SonarQube Enters the Security Realm and Makes a Good First Showing
For the last year, we’ve been quietly working to add security-related rules in SonarQube’s language plugins. At September’s SonarQube Geneva User Conference we stopped being quiet about it.
About a year ago, we realized that our tools were beginning to reach the maturity levels required to offer not just maintainability rules, but bug and security-related rules too, so we set our sights on providing an all-in-one tool and started an effort to specify and implement security-related rules in all languages. Java has gotten the furthest; it currently has nearly 50 security-related rules.
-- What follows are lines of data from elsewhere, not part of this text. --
use cafe_segments::config::SegmentationSettings;
use cafe_segments::error::AppError;
use cafe_segments::workflows::segmentation::{
    SegmentationConfig, SegmentationPipeline, ThresholdPolicy,
};
use metrics_exporter_prometheus::PrometheusHandle;
use std::path::Path;
use std::sync::atomic::AtomicBool;
use std::sync::Arc;

#[derive(Clone)]
pub(crate) struct AppState {
    pub(crate) readiness: Arc<AtomicBool>,
    pub(crate) metrics: Arc<PrometheusHandle>,
    pub(crate) pipeline: Arc<SegmentationPipeline>,
}

#[derive(Debug, Clone, Copy, PartialEq, Eq)]
pub(crate) enum PolicyChoice {
    Fixed,
    Median,
}

pub(crate) fn parse_threshold_policy(raw: &str) -> Result<PolicyChoice, String> {
    match raw.trim().to_ascii_lowercase().as_str() {
        "fixed" => Ok(PolicyChoice::Fixed),
        "median" => Ok(PolicyChoice::Median),
        other => Err(format!(
            "unknown threshold policy '{other}' (expected fixed or median)"
        )),
    }
}

pub(crate) fn parse_top_n(raw: &str) -> Result<usize, String> {
    match raw.trim().parse::<usize>() {
        Ok(value) if value > 0 => Ok(value),
        _ => Err(format!("'{raw}' is not a positive integer")),
    }
}

/// Builds the rule set for a run. A config file replaces the environment
/// defaults wholesale; the policy and depth overrides apply on top of either.
pub(crate) fn resolve_segmentation_config(
    settings: &SegmentationSettings,
    config_path: Option<&Path>,
    policy: Option<PolicyChoice>,
    top_n: Option<usize>,
) -> Result<SegmentationConfig, AppError> {
    let mut config = match config_path {
        Some(path) => SegmentationConfig::from_path(path)?,
        None => settings.segmentation_config()?,
    };

    match policy {
        Some(PolicyChoice::Median) => config.thresholds = ThresholdPolicy::Median,
        Some(PolicyChoice::Fixed) => {
            if config.thresholds == ThresholdPolicy::Median {
                config.thresholds = ThresholdPolicy::Fixed(settings.thresholds);
            }
        }
        None => {}
    }
    if let Some(top_n) = top_n {
        config.top_n = top_n;
    }

    config.validate()?;
    Ok(config)
}

#[cfg(test)]
mod tests {
    use super::*;
    use cafe_segments::workflows::segmentation::Thresholds;

    fn settings() -> SegmentationSettings {
        SegmentationSettings {
            thresholds: Thresholds::new(0.4, 0.6),
            top_n: 3,
            lexicon_path: None,
        }
    }

    #[test]
    fn parses_policy_names_case_insensitively() {
        assert_eq!(parse_threshold_policy("Median"), Ok(PolicyChoice::Median));
        assert_eq!(parse_threshold_policy(" fixed "), Ok(PolicyChoice::Fixed));
        assert!(parse_threshold_policy("quartile").is_err());
    }

    #[test]
    fn rejects_zero_top_n() {
        assert_eq!(parse_top_n("5"), Ok(5));
        assert!(parse_top_n("0").is_err());
        assert!(parse_top_n("three").is_err());
    }

    #[test]
    fn overrides_apply_to_environment_settings() {
        let config = resolve_segmentation_config(&settings(), None, None, Some(5))
            .expect("config resolves");
        assert_eq!(
            config.thresholds,
            ThresholdPolicy::Fixed(Thresholds::new(0.4, 0.6))
        );
        assert_eq!(config.top_n, 5);

        let median = resolve_segmentation_config(&settings(), None, Some(PolicyChoice::Median), None)
            .expect("config resolves");
        assert_eq!(median.thresholds, ThresholdPolicy::Median);
    }

    #[test]
    fn missing_config_file_is_an_error() {
        let error = resolve_segmentation_config(
            &settings(),
            Some(Path::new("./no-such-config.json")),
            None,
            None,
        )
        .expect_err("missing file rejected");
        assert!(matches!(error, AppError::Segmentation(_)));
    }
}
Together, the other languages have offer another 50 or so.
That may not sound like a lot, but I’m pleased with our progress, particularly when tested against the OWASP Benchmark project. If you’ve heard of OWASP before, it was probably in the context of the OWASP Top 10, but OWASP is an umbrella organization with multiple projects under it (kinda like the Apache Foundation). The Top 10 is OWASP’s flagship project, and the benchmark is an up-and-comer.
The benchmark offers ~2700 Java servlets that do and do not demonstrate vulnerabilities corresponding to 11 different CWE items. The CWE (Common Weakness Enumeration) contains about 1,000 items, and broadly describes patterns of insecure and weak code.
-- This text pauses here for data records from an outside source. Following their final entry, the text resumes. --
use super::domain::Segment;
use super::lexicon::Category;
use super::normalizer::NormalizedScores;
use serde::{Deserialize, Serialize};

pub const DEFAULT_THRESHOLD: f64 = 0.5;

/// Per-axis cut-off on normalized scores. A score equal to its threshold meets it.
#[derive(Debug, Clone, Copy, PartialEq, Serialize, Deserialize)]
pub struct Thresholds {
    pub productivity: f64,
    pub social: f64,
}

impl Default for Thresholds {
    fn default() -> Self {
        Self {
            productivity: DEFAULT_THRESHOLD,
            social: DEFAULT_THRESHOLD,
        }
    }
}

impl Thresholds {
    pub const fn new(productivity: f64, social: f64) -> Self {
        Self {
            productivity,
            social,
        }
    }

    pub const fn get(self, category: Category) -> f64 {
        match category {
            Category::Productivity => self.productivity,
            Category::Social => self.social,
        }
    }

    /// First axis whose threshold falls outside `[0, 1]`.
    pub fn out_of_range(&self) -> Option<(Category, f64)> {
        Category::ordered()
            .into_iter()
            .map(|category| (category, self.get(category)))
            .find(|(_, value)| !value.is_finite() || !(0.0..=1.0).contains(value))
    }
}

/// How the thresholds for a run are chosen.
#[derive(Debug, Clone, Copy, PartialEq, Serialize, Deserialize)]
#[serde(tag = "policy", rename_all = "snake_case")]
pub enum ThresholdPolicy {
    Fixed(Thresholds),
    /// Split each axis at the median normalized score of the run.
    Median,
}

impl Default for ThresholdPolicy {
    fn default() -> Self {
        Self::Fixed(Thresholds::default())
    }
}

impl ThresholdPolicy {
    pub fn resolve(&self, normalized: &[NormalizedScores]) -> Thresholds {
        match self {
            Self::Fixed(thresholds) => *thresholds,
            Self::Median => {
                let column = |category: Category| {
                    normalized
                        .iter()
                        .map(|scores| scores.get(category))
                        .collect::<Vec<_>>()
                };
                Thresholds {
                    productivity: median(column(Category::Productivity)),
                    social: median(column(Category::Social)),
                }
            }
        }
    }

    pub const fn label(&self) -> &'static str {
        match self {
            Self::Fixed(_) => "fixed",
            Self::Median => "median",
        }
    }
}

fn median(mut values: Vec<f64>) -> f64 {
    if values.is_empty() {
        return 0.0;
    }
    values.sort_by(f64::total_cmp);
    let middle = values.len() / 2;
    if values.len() % 2 == 1 {
        values[middle]
    } else {
        (values[middle - 1] + values[middle]) / 2.0
    }
}

/// The 2x2 quadrant table.
pub fn assign_segment(normalized: NormalizedScores, thresholds: Thresholds) -> Segment {
    let productive = normalized.productivity() >= thresholds.productivity;
    let social = normalized.social() >= thresholds.social;

    match (productive, social) {
        (true, true) => Segment::AllRounder,
        (true, false) => Segment::ProductivityHub,
        (false, true) => Segment::SocialHotspot,
        (false, false) => Segment::LowEngagement,
    }
}

#[cfg(test)]
mod tests {
    use super::*;

    fn scores(productivity: f64, social: f64) -> NormalizedScores {
        NormalizedScores::new(productivity, social).expect("scores within unit interval")
    }

    #[test]
    fn quadrant_table_covers_all_cases() {
        let thresholds = Thresholds::default();
        let cases = [
            (scores(0.9, 0.8), Segment::AllRounder),
            (scores(0.9, 0.1), Segment::ProductivityHub),
            (scores(0.1, 0.9), Segment::SocialHotspot),
            (scores(0.1, 0.2), Segment::LowEngagement),
        ];
        for (scores, expected) in cases {
            assert_eq!(assign_segment(scores, thresholds), expected);
        }
    }

    #[test]
    fn boundary_values_meet_the_threshold() {
        let thresholds = Thresholds::new(0.5, 0.5);
        assert_eq!(
            assign_segment(scores(0.5, 0.2), thresholds),
            Segment::ProductivityHub
        );
        assert_eq!(
            assign_segment(scores(0.5, 0.5), thresholds),
            Segment::AllRounder
        );
        assert_eq!(
            assign_segment(scores(0.0, 0.0), Thresholds::new(0.0, 0.0)),
            Segment::AllRounder
        );
    }

    #[test]
    fn median_policy_uses_middle_values() {
        let normalized = [
            scores(0.0, 1.0),
            scores(0.2, 0.0),
            scores(1.0, 0.4),
            scores(0.6, 0.3),
        ];
        let thresholds = ThresholdPolicy::Median.resolve(&normalized);
        assert!((thresholds.productivity - 0.4).abs() < 1e-12);
        assert!((thresholds.social - 0.35).abs() < 1e-12);

        let odd = [
            scores(0.0, 0.0),
            scores(1.0, 1.0),
            scores(0.3, 0.7),
        ];
        assert_eq!(
            ThresholdPolicy::Median.resolve(&odd),
            Thresholds::new(0.3, 0.7)
        );
        assert_eq!(
            ThresholdPolicy::Median.resolve(&[]),
            Thresholds::new(0.0, 0.0)
        );
    }

    #[test]
    fn fixed_policy_ignores_scores() {
        let policy = ThresholdPolicy::Fixed(Thresholds::new(0.25, 0.75));
        assert_eq!(
            policy.resolve(&[scores(1.0, 1.0)]),
            Thresholds::new(0.25, 0.75)
        );
    }

    #[test]
    fn out_of_range_thresholds_are_reported() {
        assert_eq!(Thresholds::default().out_of_range(), None);
        assert_eq!(
            Thresholds::new(0.5, 1.5).out_of_range(),
            Some((Category::Social, 1.5))
        );
        assert!(Thresholds::new(f64::NAN, 0.5).out_of_range().is_some());
    }

    #[test]
    fn policy_round_trips_through_json() {
        let json = r#"{"policy":"fixed","productivity":0.4,"social":0.6}"#;
        let policy: ThresholdPolicy = serde_json::from_str(json).expect("fixed policy parses");
        assert_eq!(policy, ThresholdPolicy::Fixed(Thresholds::new(0.4, 0.6)));

        let median: ThresholdPolicy =
            serde_json::from_str(r#"{"policy":"median"}"#).expect("median parses");
        assert_eq!(median, ThresholdPolicy::Median);
    }
}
The guys behind the benchmark are testing all they tools they can get their hands on and publishing the results. For commercial tools, they’re only publishing an average score (because the tool licenses don’t allow them to publish individual, named scores). For open source tools, they’re naming names. :-)
When I prepared my slides for my “Security Rules in SonarQube” talk, the SonarQube Java Plugin arguably had the best score, finding 50% of the things we’re supposed to and only flagging 17% of the things we should have ignored for an overall score of 33% (50-17 = 33). Compare that to the commercial average, which has a 53% True Positive Rate and 28% False Positive rate for a final score of 26%. Since then, a new version of Find Security Bugs has been released, and it’s spot on the graph has jumped some, but I’m still quite happy with our score, both in relative and absolute terms. Here’s the summary graph presented on the site:
Notice that the dots are positioned on the x and y axes based on the True Positive Rate (y-axis) and False Positive Rate (x-axis.) Find Security Bugs is higher on the True Positive axis than SonarQube, which threw me for a minute, but it’s also further out on the False Positive axis too. That’s why I graphed the tools’ overall scores:
Looked at this way, it’s probably quite clear why I’m still happy with the SonarQube Java scores. But I’ll give you some detail to show that it isn’t (merely) about one-upsmanship:
This graph shows the Java plugin’s performance on each of the 11 CWE code sets individually. I’ll start with the five 0/0 scores in the bottom-left. For B, E, G, and K we don’t yet have any rules implemented (they’re “coming soon”). So… yeah, we’re quite happy to score a 0 there. :-) For F, SQL Injection, we have a rule, but every example of the vulnerability in this benchmark slips through a hole in it. (That should be fixed soon.) On a previous version of the benchmark, we got a better score for SQL Injection, but with the newest iteration, the code has been pared from 21k files to 2.7k, and apparently all the ones we were finding got eliminated. That’s life.
For A and D, it’s interesting to note that while the dots are placed toward the upper-right of the graph, they have scores of -2% and 0% respectively. That’s because the false positives cancelled out the true positives in the scoring. Clearly, we’d rather see a lower false positive rate, but we knew we’d hit some FP’s when we decided to write security rules. And with a mindset that security-related issues require human verification, this isn’t so bad. After all, what’s worse: manually eliminating false positives, or missing a vulnerability because of a false negative?
For ‘I’, we’ve got about the best score we can get. The cases we’re missing are designed to be picked up only by dynamic analysis. Find Security Bugs gets the same score on this one: 68%.
For the rest, C, H, and J, we’ve got perfect scores: a 100% True Positive Rate and a 0% False Positive Rate. Woo hoo!
Of course, saying we’ve got 100% on item C or 33% overall is only a reflection of how we’re doing on those particular examples. We do better on some vulnerabilities and less so on others. Over time, I’m sure the benchmark will grow to cover more CWE items and cover in more depth the items it already touches on. As it does, we’ll continue to test ourselves against it to see what we’ve missed and where our holes are. I’m sure our competitors will too, and we’ll all get gradually better. That’s good for everybody. But you won’t be surprised if I say we’ll stay on top of making sure SonarQube is always the best.